Records for the task section start

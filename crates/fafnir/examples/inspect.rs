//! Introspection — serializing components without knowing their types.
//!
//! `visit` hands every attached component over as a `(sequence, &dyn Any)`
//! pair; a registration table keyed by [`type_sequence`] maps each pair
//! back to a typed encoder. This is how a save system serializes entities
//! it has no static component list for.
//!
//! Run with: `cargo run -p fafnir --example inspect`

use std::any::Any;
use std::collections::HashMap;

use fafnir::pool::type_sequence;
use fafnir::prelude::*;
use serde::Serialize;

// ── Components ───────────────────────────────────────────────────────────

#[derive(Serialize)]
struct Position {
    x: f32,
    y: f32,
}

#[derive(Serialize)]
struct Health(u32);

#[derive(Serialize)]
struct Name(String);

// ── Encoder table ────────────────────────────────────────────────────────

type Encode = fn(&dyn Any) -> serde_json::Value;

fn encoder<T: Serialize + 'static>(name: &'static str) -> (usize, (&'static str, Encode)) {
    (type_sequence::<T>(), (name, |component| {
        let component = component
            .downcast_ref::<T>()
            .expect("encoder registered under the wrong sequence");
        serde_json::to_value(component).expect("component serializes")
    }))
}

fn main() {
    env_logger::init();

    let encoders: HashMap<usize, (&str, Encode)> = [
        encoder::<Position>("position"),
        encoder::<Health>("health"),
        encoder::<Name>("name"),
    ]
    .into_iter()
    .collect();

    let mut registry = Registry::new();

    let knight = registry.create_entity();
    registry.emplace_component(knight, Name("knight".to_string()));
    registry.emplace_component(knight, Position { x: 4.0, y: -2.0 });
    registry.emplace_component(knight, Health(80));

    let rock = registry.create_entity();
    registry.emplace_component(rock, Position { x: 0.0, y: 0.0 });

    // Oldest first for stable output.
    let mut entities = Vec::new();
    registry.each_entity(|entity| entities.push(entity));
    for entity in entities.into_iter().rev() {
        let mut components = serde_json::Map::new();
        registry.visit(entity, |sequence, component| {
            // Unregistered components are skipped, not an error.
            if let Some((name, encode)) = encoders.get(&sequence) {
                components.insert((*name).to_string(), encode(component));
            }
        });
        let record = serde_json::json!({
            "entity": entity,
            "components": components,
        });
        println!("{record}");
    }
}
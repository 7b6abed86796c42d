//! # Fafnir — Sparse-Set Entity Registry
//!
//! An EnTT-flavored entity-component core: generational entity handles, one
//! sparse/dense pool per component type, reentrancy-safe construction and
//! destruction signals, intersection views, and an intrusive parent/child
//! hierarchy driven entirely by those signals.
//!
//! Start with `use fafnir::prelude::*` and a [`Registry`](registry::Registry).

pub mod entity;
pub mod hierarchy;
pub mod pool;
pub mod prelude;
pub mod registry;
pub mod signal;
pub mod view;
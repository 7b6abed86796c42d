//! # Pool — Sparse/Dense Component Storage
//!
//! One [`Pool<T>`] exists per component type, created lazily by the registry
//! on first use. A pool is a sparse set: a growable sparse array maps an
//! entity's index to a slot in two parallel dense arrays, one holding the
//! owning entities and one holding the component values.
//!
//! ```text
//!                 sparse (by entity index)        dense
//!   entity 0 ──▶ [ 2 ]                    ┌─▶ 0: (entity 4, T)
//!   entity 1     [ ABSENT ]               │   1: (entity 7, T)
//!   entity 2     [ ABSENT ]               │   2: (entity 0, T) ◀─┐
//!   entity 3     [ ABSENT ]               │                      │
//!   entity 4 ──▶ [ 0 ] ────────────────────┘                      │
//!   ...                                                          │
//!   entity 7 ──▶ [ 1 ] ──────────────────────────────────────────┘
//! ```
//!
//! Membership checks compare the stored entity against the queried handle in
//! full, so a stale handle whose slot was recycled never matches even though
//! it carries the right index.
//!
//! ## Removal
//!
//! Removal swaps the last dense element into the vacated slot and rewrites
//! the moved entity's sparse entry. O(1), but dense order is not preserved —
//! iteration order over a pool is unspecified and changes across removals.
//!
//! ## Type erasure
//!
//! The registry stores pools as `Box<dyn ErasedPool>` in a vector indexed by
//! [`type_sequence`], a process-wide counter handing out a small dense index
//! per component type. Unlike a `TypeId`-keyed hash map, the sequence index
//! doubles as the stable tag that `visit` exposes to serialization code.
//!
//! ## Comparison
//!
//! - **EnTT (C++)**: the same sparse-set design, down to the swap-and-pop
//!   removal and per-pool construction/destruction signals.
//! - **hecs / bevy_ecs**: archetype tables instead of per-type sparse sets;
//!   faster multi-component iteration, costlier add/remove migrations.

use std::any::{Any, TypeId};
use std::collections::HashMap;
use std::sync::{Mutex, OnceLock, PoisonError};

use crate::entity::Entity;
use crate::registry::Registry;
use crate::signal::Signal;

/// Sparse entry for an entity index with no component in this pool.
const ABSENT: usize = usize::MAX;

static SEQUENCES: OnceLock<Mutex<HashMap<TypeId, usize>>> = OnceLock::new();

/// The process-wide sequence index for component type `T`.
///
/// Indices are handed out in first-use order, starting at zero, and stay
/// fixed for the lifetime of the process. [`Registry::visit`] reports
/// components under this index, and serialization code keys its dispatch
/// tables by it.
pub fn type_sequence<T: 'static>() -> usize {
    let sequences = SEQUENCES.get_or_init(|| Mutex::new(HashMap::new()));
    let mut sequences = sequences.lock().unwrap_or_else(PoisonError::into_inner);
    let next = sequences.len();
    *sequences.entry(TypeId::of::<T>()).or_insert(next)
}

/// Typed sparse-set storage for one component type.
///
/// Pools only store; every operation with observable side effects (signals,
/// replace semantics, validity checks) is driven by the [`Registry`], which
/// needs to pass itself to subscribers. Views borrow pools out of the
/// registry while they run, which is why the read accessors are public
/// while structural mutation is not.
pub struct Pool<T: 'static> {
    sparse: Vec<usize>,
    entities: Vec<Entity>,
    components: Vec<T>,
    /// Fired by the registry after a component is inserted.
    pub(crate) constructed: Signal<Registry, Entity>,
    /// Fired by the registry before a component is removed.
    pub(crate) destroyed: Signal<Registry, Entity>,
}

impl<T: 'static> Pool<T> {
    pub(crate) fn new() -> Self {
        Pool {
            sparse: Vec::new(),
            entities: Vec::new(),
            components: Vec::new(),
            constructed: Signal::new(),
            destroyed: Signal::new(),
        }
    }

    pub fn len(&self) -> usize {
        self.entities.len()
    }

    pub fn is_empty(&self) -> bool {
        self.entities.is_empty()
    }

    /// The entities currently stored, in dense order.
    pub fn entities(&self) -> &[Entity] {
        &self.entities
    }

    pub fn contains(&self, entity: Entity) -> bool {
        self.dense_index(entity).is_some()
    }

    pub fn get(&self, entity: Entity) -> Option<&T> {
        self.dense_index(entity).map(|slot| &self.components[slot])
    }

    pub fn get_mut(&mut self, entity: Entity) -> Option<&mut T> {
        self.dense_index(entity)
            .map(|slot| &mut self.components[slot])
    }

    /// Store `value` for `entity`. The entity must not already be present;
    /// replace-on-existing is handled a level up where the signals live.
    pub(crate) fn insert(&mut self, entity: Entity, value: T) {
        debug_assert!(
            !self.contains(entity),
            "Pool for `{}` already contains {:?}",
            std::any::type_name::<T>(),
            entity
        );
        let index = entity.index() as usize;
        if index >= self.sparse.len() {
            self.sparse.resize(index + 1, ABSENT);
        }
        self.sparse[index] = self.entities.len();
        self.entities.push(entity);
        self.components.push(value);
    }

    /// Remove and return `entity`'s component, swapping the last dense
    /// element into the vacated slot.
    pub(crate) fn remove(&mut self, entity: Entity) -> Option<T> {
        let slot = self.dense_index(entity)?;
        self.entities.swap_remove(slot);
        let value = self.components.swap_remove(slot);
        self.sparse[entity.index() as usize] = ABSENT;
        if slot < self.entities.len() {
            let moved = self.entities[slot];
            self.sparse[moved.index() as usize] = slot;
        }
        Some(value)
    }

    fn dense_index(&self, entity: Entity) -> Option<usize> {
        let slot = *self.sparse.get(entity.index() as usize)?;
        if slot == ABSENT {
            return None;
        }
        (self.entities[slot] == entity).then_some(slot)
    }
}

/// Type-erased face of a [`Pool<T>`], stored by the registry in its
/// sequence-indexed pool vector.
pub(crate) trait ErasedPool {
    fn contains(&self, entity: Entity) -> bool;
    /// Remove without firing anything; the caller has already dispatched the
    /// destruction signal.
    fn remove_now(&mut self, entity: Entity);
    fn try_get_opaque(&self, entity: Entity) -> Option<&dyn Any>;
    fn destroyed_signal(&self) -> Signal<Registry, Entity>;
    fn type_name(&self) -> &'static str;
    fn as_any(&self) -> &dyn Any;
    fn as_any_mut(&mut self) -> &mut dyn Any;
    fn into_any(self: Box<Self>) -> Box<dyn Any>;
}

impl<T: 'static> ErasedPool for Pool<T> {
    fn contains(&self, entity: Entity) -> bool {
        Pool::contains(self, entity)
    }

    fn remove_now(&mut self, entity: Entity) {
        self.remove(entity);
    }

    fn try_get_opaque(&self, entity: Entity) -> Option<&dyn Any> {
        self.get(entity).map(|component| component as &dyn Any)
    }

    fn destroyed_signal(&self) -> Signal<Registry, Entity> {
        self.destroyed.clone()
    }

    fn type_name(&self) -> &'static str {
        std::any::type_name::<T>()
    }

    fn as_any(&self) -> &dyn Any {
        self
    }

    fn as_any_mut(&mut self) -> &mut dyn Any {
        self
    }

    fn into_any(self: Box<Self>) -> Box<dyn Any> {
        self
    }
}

Records for the task section end

→ Aim of the exercise: Reading through the records above, report each line in which the string "without" is found.

→ Exercise result:
//! Introspection — serializing components without knowing their types.
    /// Remove without firing anything; the caller has already dispatched the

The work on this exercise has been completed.